Originally Posted by garbles

2. Logx + log (x + 15) = 2

What is a basis of these logarithms?

$\displaystyle {\log _{\color{red}{?}}}x + {\log _{\color{red}{?}}}\left( {x + 15} \right) = 2.$
• Jul 30th 2009, 03:44 PM
garbles
Quote:

Originally Posted by DeMath
What is a basis these logarithms?

$\displaystyle {\log _{\color{red}{?}}}x + {\log _{\color{red}{?}}}\left( {x + 15} \right) = 2.$

It doesn't say
• Jul 30th 2009, 03:51 PM
Danneedshelp
Quote:

Originally Posted by DeMath
What is a basis these logarithms?

$\displaystyle {\log _{\color{red}{?}}}x + {\log _{\color{red}{?}}}\left( {x + 15} \right) = 2.$

I'd just assume base 10.

So, $\displaystyle log_{10}(x(x+15))=log_{10}(x^{2}+15x)$

Thus, $\displaystyle 10^{2}=x^{2}+15x$ and $\displaystyle x^{2}+15x-100=0$ becomes the equation you have to solve for.
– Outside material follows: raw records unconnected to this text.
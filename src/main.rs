use clap::Parser;
use snp_typer::cli::{self, Commands};
use snp_typer::commands;
use snp_typer::commands::classify::ClassifyOptions;
use snp_typer::config::Config;
use tracing::level_filters::LevelFilter;
use tracing_subscriber::fmt;
use tracing_subscriber::prelude::*;

fn setup_logging(verbosity: u8) {
    let filter = match verbosity {
        0 => LevelFilter::WARN,
        1 => LevelFilter::INFO,
        2 => LevelFilter::DEBUG,
        _ => LevelFilter::TRACE,
    };

    let fmt_layer = fmt::layer()
        .with_writer(std::io::stderr)
        .with_target(false)
        .without_time()
        .with_filter(filter);

    tracing_subscriber::registry().with(fmt_layer).init();
}

fn main() {
    let args = cli::Args::parse();
    setup_logging(args.verbose);

    let mut config = match &args.config {
        Some(path) => Config::load_from(path),
        None => Config::load(),
    };
    if let Some(db) = args.db {
        config.db_path = Some(db);
    }

    let result = match args.command {
        Commands::InitOrganism { organism } => commands::organism::init(&config, &organism),
        Commands::DeleteOrganism { organism, yes } => {
            commands::organism::delete(&config, &organism, yes)
        }
        Commands::ImportTree {
            organism,
            tree_file,
        } => commands::import::tree(&config, &organism, &tree_file),
        Commands::ImportSnps { organism, snp_file } => {
            commands::import::snps(&config, &organism, &snp_file)
        }
        Commands::ImportSequence {
            organism,
            strain,
            fasta_file,
        } => commands::import::sequence(&config, &organism, &strain, &fasta_file),
        Commands::Newick { organism } => commands::tree::newick(&config, &organism),
        Commands::Root { organism } => commands::tree::root(&config, &organism),
        Commands::Classify {
            organism,
            queries,
            allow_differences,
            tab_sep,
            list_snps,
            aligned,
            json,
            num_threads,
            save_align,
        } => {
            if let Some(n) = num_threads {
                config.num_threads = n;
            }
            let options = ClassifyOptions {
                allow_differences: allow_differences.unwrap_or(config.allow_differences),
                tab_sep,
                list_snps,
                aligned,
                json,
                save_align,
            };
            commands::classify::run(&config, &organism, &queries, &options)
        }
        Commands::ShowConfig => commands::show_config::run(&config),
    };

    if let Err(e) = result {
        eprintln!("Error: {:#}", e);
        std::process::exit(1);
    }
}
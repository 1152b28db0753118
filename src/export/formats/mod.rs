pub mod classification;
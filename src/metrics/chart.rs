use std::collections::HashSet;

use time::{Date, Month, OffsetDateTime, UtcOffset};

/// Reduce a date-descending run of samples to one representative per UTC
/// calendar day: the first sample seen for each day, which is that day's most
/// recent entry given the input ordering. Encounter order is preserved, so the
/// output stays date-descending. The input ordering is the storage query's
/// contract, not re-checked here.
pub fn latest_per_day<T>(samples: Vec<T>, date_of: impl Fn(&T) -> OffsetDateTime) -> Vec<T> {
    let mut seen: HashSet<Date> = HashSet::new();
    samples
        .into_iter()
        .filter(|sample| seen.insert(date_of(sample).to_offset(UtcOffset::UTC).date()))
        .collect()
}

/// Start of the chart window: `now` stepped back by whole calendar months,
/// with the day-of-month clamped to the target month's length (Mar 31 minus
/// one month lands on Feb 28/29). Clock time and offset are kept.
pub fn months_back(
    now: OffsetDateTime,
    months: u32,
) -> Result<OffsetDateTime, time::error::ComponentRange> {
    let mut year = now.year();
    let mut month = u8::from(now.month()) as i32 - months as i32;
    while month < 1 {
        month += 12;
        year -= 1;
    }
    let month = Month::try_from(month as u8)?;
    let day = now.day().min(month.length(year));
    Ok(now.replace_date(Date::from_calendar_date(year, month, day)?))
}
You will want to keep the non-negative answer.
• Jul 30th 2009, 04:09 PM
Krahl
Quote:

Originally Posted by garbles
2. $\displaystyle \Log{x}+ \log {(x + 15)} = 2$

$\displaystyle \log{x}+\log{(x+15)}=2$
$\displaystyle \log{(x(x+15))}=2$
$\displaystyle \log{(x^2+15x)}=2$
$\displaystyle x^2+15x=10^2$
$\displaystyle x^2+15x-100=0$
$\displaystyle (x+20)(x-5)=0$
x=5 not -20 since $\displaystyle \log{-20}$ is undefined